Figure 5.

Sera from AS patients contain IgG CD74‐autoantibodies that recognize accumulated CD74 degradation products in SPPL2a KO THP‐1 cells. (A, B) E.V. control and SPPL2a KO THP‐1 cells were stimulated with IFN‐γ for 24 h and lysed in homogenization buffer (HB) and subcellularly fractionated using a Percoll‐density gradient. Twelve fractions were collected with a volume of 500 μL (top fraction 1, bottom fraction 24).
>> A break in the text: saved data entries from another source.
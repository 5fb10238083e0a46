//! Query cycles: one aspect-space fetch and one paginated argument fetch per
//! submitted query, with superseded cycles cancelled.

use std::sync::Arc;
use chrono::{DateTime, Utc};
use tokio::sync::mpsc;
use tokio::task::JoinHandle;
use tracing::{debug, info};
use ar_core::query::{is_blank, normalize};
use ar_core::{ArgumentApi, ArgumentList, AspectSpace, Config, Error, Result};

use crate::fetcher::ArgumentFetcher;

/// Everything fetched for one submitted query. The two halves fail
/// independently.
#[derive(Debug)]
pub struct QueryOutcome {
    pub raw_query: String,
    pub query: String,
    pub fetched_at: DateTime<Utc>,
    pub aspects: Result<AspectSpace>,
    pub arguments: Result<ArgumentList>,
}

impl QueryOutcome {
    pub fn is_success(&self) -> bool {
        self.aspects.is_ok() && self.arguments.is_ok()
    }
}

pub async fn run_query_cycle(api: Arc<dyn ArgumentApi>, raw_query: &str, config: &Config) -> QueryOutcome {
    let query = normalize(raw_query);
    info!("🔎 Query cycle for {:?} ({})", raw_query, query);

    let fetcher = ArgumentFetcher::new(api.clone()).with_mode(config.fetch_mode);
    let (aspects, arguments) = tokio::join!(
        api.fetch_aspect_space(&query),
        fetcher.fetch_all_arguments(&query, config.max_page_size),
    );

    QueryOutcome {
        raw_query: raw_query.to_string(),
        query,
        fetched_at: Utc::now(),
        aspects,
        arguments,
    }
}

/// Runs query cycles in the background. Submitting a new query aborts the
/// cycle still in flight, so only the latest query produces an outcome.
pub struct QuerySession {
    api: Arc<dyn ArgumentApi>,
    config: Config,
    current: Option<JoinHandle<()>>,
    outcomes: mpsc::UnboundedSender<QueryOutcome>,
}

impl QuerySession {
    pub fn new(api: Arc<dyn ArgumentApi>, config: Config) -> (Self, mpsc::UnboundedReceiver<QueryOutcome>) {
        let (tx, rx) = mpsc::unbounded_channel();
        let session = Self {
            api,
            config,
            current: None,
            outcomes: tx,
        };
        (session, rx)
    }

    /// Starts a cycle for `raw_query`. Returns false for a blank query, which
    /// leaves any running cycle untouched.
    pub fn submit(&mut self, raw_query: &str) -> bool {
        if is_blank(raw_query) {
            return false;
        }
        self.cancel();

        let api = self.api.clone();
        let config = self.config.clone();
        let outcomes = self.outcomes.clone();
        let raw_query = raw_query.to_string();
        self.current = Some(tokio::spawn(async move {
            let outcome = run_query_cycle(api, &raw_query, &config).await;
            // The receiver may be gone during shutdown.
            let _ = outcomes.send(outcome);
        }));
        true
    }

    /// Aborts the running cycle. Returns true if one was still in flight.
    pub fn cancel(&mut self) -> bool {
        match self.current.take() {
            Some(handle) if !handle.is_finished() => {
                debug!("Cancelling superseded query cycle");
                handle.abort();
                true
            }
            _ => false,
        }
    }

    pub fn is_running(&self) -> bool {
        self.current.as_ref().is_some_and(|h| !h.is_finished())
    }

    /// Waits for the running cycle, if any, to deliver its outcome.
    pub async fn wait(&mut self) -> Result<()> {
        if let Some(handle) = self.current.take() {
            handle.await.map_err(|e| Error::External(e.into()))?;
        }
        Ok(())
    }
}

impl Drop for QuerySession {
    fn drop(&mut self) {
        self.cancel();
    }
}
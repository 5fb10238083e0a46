pub mod api;
pub mod config;
pub mod error;
pub mod query;
pub mod types;

pub use api::ArgumentApi;
pub use config::{Config, FetchMode};
pub use error::Error;
pub use types::{
    ArgumentContext, ArgumentList, ArgumentPage, Aspect, AspectSpace, Dimension, Explanation,
    NormalizedArgument, RawArgument, RawAspect, RawPremise, Stance,
};

pub type Result<T> = std::result::Result<T, Error>;

pub mod prelude {
    pub use super::{ArgumentApi, Config, Error, NormalizedArgument, Result};
}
Fractions 1–7, 8–10, 11–12, 13–14, 15–16, 17–18, 19–20, 21, 22, 23, and 24 were collected and centrifuged to pellet the organelles and lysed in Laemmli buffer and analyzed for LAMP‐1, CD74 N‐terminus, and Na⁺/K⁺ ATPase expression using Western blot. (C) Protein‐G agarose beads were coated with sera from four AS patients and one HC. IFNy‐treated E.V. control and SPPL2a KO THP‐1 cells were lysed and proteins were immunoprecipitated using serum‐coated beads. Immunoprecipitates were examined using Western blot and analyzed for CD74 fragments. (A–C) Blots are representative of two independent experiments.